2005年12月 2日

中国農民の反乱

『中国農民の反乱―隠された反日の温床』

読了。


沿海部の大都市の繁栄ぶりとは裏腹に、中国の農村は今後の中国の発展の最大のアキレス腱になるという話は、既に聞き及んでいましたが、著者自らの体験によるそのリポートです。

原書が出て、数年後の今年、文庫化されたわけですが、著者曰く、問題は少しも解決していないと。本当に深刻な問題です。

昨今の日本では中国人の増加が治安の悪化を招いているという言説が聞かれますが、中国でも農村からの流入者が増えることで北京や上海では治安が悪化しているとのこと。
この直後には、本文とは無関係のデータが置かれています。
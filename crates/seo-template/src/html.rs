//! HTML cleaning and escaping helpers.

use std::sync::LazyLock;

use regex::Regex;

static TAG_PATTERN: LazyLock<Regex> = LazyLock::new(|| Regex::new(r"(?s)<[^>]*>").unwrap());

static SCRIPT_STYLE_PATTERN: LazyLock<Regex> = LazyLock::new(|| {
    Regex::new(r"(?is)<script\b[^>]*>.*?</script>|<style\b[^>]*>.*?</style>").unwrap()
});

static WIDGET_PATTERN: LazyLock<Regex> =
    LazyLock::new(|| Regex::new(r"(?s)\{\{.*?\}\}").unwrap());

static BRACKET_DIRECTIVE_PATTERN: LazyLock<Regex> =
    LazyLock::new(|| Regex::new(r"\[/?[a-zA-Z_][^\[\]]*\]").unwrap());

static ATTRIBUTE_NOISE_PATTERN: LazyLock<Regex> =
    LazyLock::new(|| Regex::new(r#"\b(?:id|class|style|data-[a-z-]+)="[^"]*""#).unwrap());

static WHITESPACE_PATTERN: LazyLock<Regex> = LazyLock::new(|| Regex::new(r"\s+").unwrap());

/// Escape HTML special characters, including both quote styles.
///
/// ```
/// use seo_template::escape_html;
///
/// assert_eq!(escape_html(r#"<a href="x">Tom's</a>"#), "&lt;a href=&quot;x&quot;&gt;Tom&#039;s&lt;/a&gt;");
/// ```
#[must_use]
pub fn escape_html(s: &str) -> String {
    let mut result = String::with_capacity(s.len());
    for c in s.chars() {
        match c {
            '&' => result.push_str("&amp;"),
            '<' => result.push_str("&lt;"),
            '>' => result.push_str("&gt;"),
            '"' => result.push_str("&quot;"),
            '\'' => result.push_str("&#039;"),
            _ => result.push(c),
        }
    }
    result
}

/// Remove HTML tags, keeping the text between them untouched.
#[must_use]
pub fn strip_tags(s: &str) -> String {
    let without_blocks = SCRIPT_STYLE_PATTERN.replace_all(s, "");
    TAG_PATTERN.replace_all(&without_blocks, "").into_owned()
}

/// Reduce rich content to a single line of plain text.
///
/// Drops leftover `{{...}}` widget calls, tags, bracketed page-builder
/// directives (`[row]`, `[/column]`) and `id="..."`/`class="..."` noise,
/// decodes entities, then collapses whitespace.
///
/// ```
/// use seo_template::clean_html;
///
/// let html = r#"<p class="lead">Fast &amp; light</p>[vc_row]{{widget type="x"}}<p>shoes</p>"#;
/// assert_eq!(clean_html(html), "Fast & light shoes");
/// ```
#[must_use]
pub fn clean_html(s: &str) -> String {
    let text = WIDGET_PATTERN.replace_all(s, " ");
    let text = SCRIPT_STYLE_PATTERN.replace_all(&text, " ");
    let text = TAG_PATTERN.replace_all(&text, " ");
    let text = html_escape::decode_html_entities(&text);
    let text = BRACKET_DIRECTIVE_PATTERN.replace_all(&text, " ");
    let text = ATTRIBUTE_NOISE_PATTERN.replace_all(&text, " ");
    WHITESPACE_PATTERN.replace_all(&text, " ").trim().to_owned()
}

/// Truncate to `max_chars` characters, appending `suffix` only when the input
/// was longer.
#[must_use]
pub fn truncate_chars(s: &str, max_chars: usize, suffix: &str) -> String {
    if s.chars().count() <= max_chars {
        return s.to_owned();
    }
    let mut result: String = s.chars().take(max_chars).collect();
    result.push_str(suffix);
    result
}

#[cfg(test)]
mod tests {
    use super::*;
    use pretty_assertions::assert_eq;

    #[test]
    fn test_escape_html() {
        assert_eq!(escape_html("a & b"), "a &amp; b");
        assert_eq!(escape_html("'quoted'"), "&#039;quoted&#039;");
        assert_eq!(escape_html("plain"), "plain");
    }

    #[test]
    fn test_strip_tags() {
        assert_eq!(strip_tags("<b>Bold</b> text"), "Bold text");
        assert_eq!(strip_tags("a<script>alert(1)</script>b"), "ab");
        assert_eq!(strip_tags("no tags"), "no tags");
    }

    #[test]
    fn test_clean_html_collapses_whitespace() {
        assert_eq!(clean_html("<p>One</p>\n\n<p>Two</p>"), "One Two");
        assert_eq!(clean_html("   "), "");
    }

    #[test]
    fn test_clean_html_decodes_entities() {
        assert_eq!(clean_html("Caf&eacute; &lt;3"), "Café <3");
    }

    #[test]
    fn test_clean_html_strips_page_builder_artifacts() {
        let html = r#"[row id="r1"][column]<div id="main" class="x">Hello</div>[/column][/row]"#;
        assert_eq!(clean_html(html), "Hello");
    }

    #[test]
    fn test_truncate_chars() {
        assert_eq!(truncate_chars("Wireless Headphones", 5, "..."), "Wirel...");
        assert_eq!(truncate_chars("short", 5, "..."), "short");
        assert_eq!(truncate_chars("Äpfel und Birnen", 5, "…"), "Äpfel…");
    }
}
use serde_json::{Value, json};

use seo_catalog::Entity;

use crate::context::GeneratorContext;
use crate::error::GenerateError;
use crate::generator::{GenerationContext, Generator, StructuredData};
use crate::generators::is_home_page;

/// `Organization` for the home page, from the configured business details.
///
/// Generates nothing until an organization is configured.
pub struct OrganizationGenerator {
    ctx: GeneratorContext,
}

impl OrganizationGenerator {
    #[must_use]
    pub fn new(ctx: GeneratorContext) -> Self {
        Self { ctx }
    }
}

impl Generator for OrganizationGenerator {
    fn schema_type(&self) -> &'static str {
        "Organization"
    }

    fn context(&self) -> &GeneratorContext {
        &self.ctx
    }

    fn can_handle(&self, entity: &Entity) -> bool {
        is_home_page(entity)
    }

    fn build(
        &self,
        _entity: &Entity,
        _context: &GenerationContext,
    ) -> Result<StructuredData, GenerateError> {
        let Some(org) = self.ctx.settings().organization.as_ref() else {
            return Ok(StructuredData::new());
        };
        if org.name.trim().is_empty() {
            return Err(GenerateError::MissingField {
                schema_type: "Organization",
                field: "name",
            });
        }

        let mut data = StructuredData::new();
        data.insert("name".to_owned(), Value::from(org.name.trim()));
        let url = org
            .url
            .clone()
            .unwrap_or_else(|| self.ctx.store().base_url.clone());
        data.insert("url".to_owned(), Value::from(url));
        if let Some(logo) = org.logo.as_deref().filter(|l| !l.is_empty()) {
            data.insert("logo".to_owned(), Value::from(logo));
        }
        if !org.same_as.is_empty() {
            data.insert("sameAs".to_owned(), Value::from(org.same_as.clone()));
        }
        if org.telephone.is_some() || org.email.is_some() {
            let mut contact = json!({
                "@type": "ContactPoint",
                "contactType": "customer service",
            });
            if let Some(telephone) = &org.telephone {
                contact["telephone"] = Value::from(telephone.as_str());
            }
            if let Some(email) = &org.email {
                contact["email"] = Value::from(email.as_str());
            }
            data.insert("contactPoint".to_owned(), contact);
        }
        Ok(data)
    }
}
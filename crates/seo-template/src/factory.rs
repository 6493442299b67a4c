//! Processor selection.

use seo_catalog::{Entity, EntityType};

use crate::resolver::resolver_for;
use crate::{ProcessorContext, TemplateError, VariableProcessor};

/// Builds the [`VariableProcessor`] for an entity.
///
/// Selection is a single match on the entity's kind tag.
#[derive(Clone)]
pub struct ProcessorFactory {
    ctx: ProcessorContext,
}

impl ProcessorFactory {
    /// Create a factory sharing `ctx` with every processor it builds.
    #[must_use]
    pub fn new(ctx: ProcessorContext) -> Self {
        Self { ctx }
    }

    /// Shared processor context.
    #[must_use]
    pub fn context(&self) -> &ProcessorContext {
        &self.ctx
    }

    /// Processor for `entity`.
    #[must_use]
    pub fn create(&self, entity: &Entity) -> VariableProcessor {
        self.for_entity_type(entity.entity_type())
    }

    /// Processor for an entity kind.
    #[must_use]
    pub fn for_entity_type(&self, entity_type: EntityType) -> VariableProcessor {
        VariableProcessor::new(self.ctx.clone(), resolver_for(entity_type))
    }

    /// Processor for an entity kind given by name (`product`, `category`,
    /// `cms_page`).
    ///
    /// # Errors
    ///
    /// Returns [`TemplateError::UnknownEntityType`] for any other name.
    pub fn create_by_entity_type(&self, entity_type: &str) -> Result<VariableProcessor, TemplateError> {
        let entity_type = entity_type
            .parse::<EntityType>()
            .map_err(|_| TemplateError::UnknownEntityType(entity_type.to_owned()))?;
        Ok(self.for_entity_type(entity_type))
    }
}
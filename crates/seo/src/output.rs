//! Colored terminal output utilities.

use console::{Style, Term};

/// Terminal output formatter.
///
/// Command results go to stdout; messages go to stderr so results stay
/// pipeable.
pub(crate) struct Output {
    out: Term,
    term: Term,
    green: Style,
    yellow: Style,
    red: Style,
    cyan_bold: Style,
}

impl Output {
    /// Create a new output formatter.
    #[must_use]
    pub(crate) fn new() -> Self {
        Self {
            out: Term::stdout(),
            term: Term::stderr(),
            green: Style::new().green(),
            yellow: Style::new().yellow(),
            red: Style::new().red(),
            cyan_bold: Style::new().cyan().bold(),
        }
    }

    /// Write a command result to stdout.
    pub(crate) fn data(&self, text: &str) {
        let _ = self.out.write_line(text);
    }

    /// Print a success message (green).
    pub(crate) fn success(&self, msg: &str) {
        let _ = self.term.write_line(&self.green.apply_to(msg).to_string());
    }

    /// Print a warning message (yellow).
    pub(crate) fn warning(&self, msg: &str) {
        let _ = self.term.write_line(&self.yellow.apply_to(msg).to_string());
    }

    /// Print an error message (red).
    pub(crate) fn error(&self, msg: &str) {
        let _ = self.term.write_line(&self.red.apply_to(msg).to_string());
    }

    /// Print a highlighted message (cyan bold).
    pub(crate) fn highlight(&self, msg: &str) {
        let _ = self
            .term
            .write_line(&self.cyan_bold.apply_to(msg).to_string());
    }
}
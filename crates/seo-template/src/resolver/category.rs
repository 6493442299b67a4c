use seo_catalog::{Category, Entity, EntityType};

use super::{EntityResolver, flag, non_empty, opt_text};
use crate::html::clean_html;
use crate::value::{to_text, traverse};
use crate::{ProcessorContext, RequestScope, TemplateError};

const VARIABLES: &[(&str, &str)] = &[
    ("category.id", "Category ID"),
    ("category.name", "Category Name"),
    ("category.url_key", "Category URL Key"),
    ("category.url", "Category URL"),
    ("category.description", "Category Description"),
    ("category.meta_title", "Category Meta Title"),
    ("category.meta_description", "Category Meta Description"),
    ("category.meta_keywords", "Category Meta Keywords"),
    ("category.level", "Category Level"),
    ("category.position", "Category Position"),
    ("category.product_count", "Number of Products"),
    ("category.is_active", "Category Is Active"),
    ("parent_category.name", "Parent Category Name"),
    ("parent_category.url", "Parent Category URL"),
];

/// Resolves `category.*` and `parent_category.*` against a category.
#[derive(Clone, Copy, Debug, Default)]
pub struct CategoryResolver;

impl EntityResolver for CategoryResolver {
    fn entity_type(&self) -> EntityType {
        EntityType::Category
    }

    fn is_entity_prefix(&self, prefix: &str) -> bool {
        matches!(prefix, "category" | "parent_category")
    }

    fn entity_value(
        &self,
        ctx: &ProcessorContext,
        scope: &mut RequestScope,
        entity: &Entity,
        segments: &[&str],
    ) -> Result<Option<String>, TemplateError> {
        let Some(category) = entity.as_category() else {
            return Ok(None);
        };
        let Some((prefix, path)) = segments.split_first() else {
            return Ok(None);
        };
        let Some((property, rest)) = path.split_first() else {
            return Ok(None);
        };

        match *prefix {
            "category" => Ok(category_value(ctx, category, property, rest)),
            "parent_category" => {
                let Some(parent_id) = category.parent_id else {
                    return Ok(None);
                };
                let parent = scope.load_category(ctx.categories(), parent_id)?;
                Ok(parent.and_then(|p| category_value(ctx, &p, property, rest)))
            }
            _ => Ok(None),
        }
    }

    fn entity_variables(&self) -> &'static [(&'static str, &'static str)] {
        VARIABLES
    }
}

/// Resolve one category property.
///
/// Shared with the product resolver, whose `category.*` paths resolve
/// against the product's current category.
pub(crate) fn category_value(
    ctx: &ProcessorContext,
    category: &Category,
    property: &str,
    rest: &[&str],
) -> Option<String> {
    let value = match property {
        "id" | "entity_id" => category.id.to_string(),
        "name" => category.name.clone(),
        "url_key" => opt_text(category.url_key.as_deref()),
        "url" => category_url(ctx, category),
        "description" => category.description.as_deref().map(clean_html).unwrap_or_default(),
        "meta_title" => opt_text(category.meta_title.as_deref()),
        "meta_description" => opt_text(category.meta_description.as_deref()),
        "meta_keywords" | "meta_keyword" => opt_text(category.meta_keywords.as_deref()),
        "level" => category.level.to_string(),
        "position" => category.position.to_string(),
        "product_count" => category.product_count.to_string(),
        "is_active" => flag(category.is_active),
        "path" => category.path.clone(),
        _ => {
            return category
                .custom_attributes
                .get(property)
                .or_else(|| category.data.get(property))
                .and_then(|value| traverse(value, rest))
                .map(to_text)
                .and_then(non_empty);
        }
    };
    non_empty(value)
}

/// Storefront URL of a category.
pub fn category_url(ctx: &ProcessorContext, category: &Category) -> String {
    category
        .url_path
        .as_deref()
        .or(category.url_key.as_deref())
        .filter(|path| !path.is_empty())
        .map(|path| ctx.store().url(&format!("{path}{}", ctx.suffixes().category)))
        .unwrap_or_default()
}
田舎者を馬鹿にし差別する北京や上海の人は、中国人を差別する日本人と、どことなく重なって見えました。

2005年8月23日

偽満州国論

『偽満州国論』読了。

満州国の通史とか裏面史のようなものを期待して読み始めましたが、むしろ本書は「近代国家論-満州国を素材として-」といった感が強いものでした。 なので、いわゆる中国史専攻の人には、なかなか歯ごたえのある一冊ではないでしょうか。満州の「州」を「洲」にしないのは何故なのか、というのはおくとし て解説で永江朗氏が言うように「近代国家や共同体について考察する試み」というのが本書の狙いなのでしょう。

吉本隆明などを引き、ほとんど満州国とは関係ない部分が紙幅の半分以上を占めていて、結局のところ満州国ってどんな国なのということが見えてこなかったのは、あたしの読解力に問題があるのでしょうか。

2005年1月17日

中国人民に告ぐ

祥伝社黄金文庫の『中国人民に告ぐ』(金文学著)を読みました。

かつて大ヒットした『醜い中国人』な どと同系統の作品です。ですから、そういったものを数多く読んでいる人には、それほど新味もないかなと思います。取り立てて、最近の中国事情を反映したと 思えるような記事もないですし、これを読んだからといって中国ビジネスにすぐ益するような部分があるわけでもないですし。

著者の金文学氏は在日朝鮮系中国人とのことですが、朝鮮・韓国との比較というのも、本文中では目立っては出てきません。また日本の風俗・習慣などについての考察も、ちょっと違うんじゃない、と首をかしげてしまうところもあります。

ただ、このような社会現象などの考察は、自分が普段接している社会や友人関係、見ているテレビ、読んでいる書物に影響されること大でしょうから、一 概に金氏が間違っていると決めつけることは慎まなければならないでしょう。個人的には、もう少し今の中国、今の日本の断面を描いてくれるとうれしかったと 思います。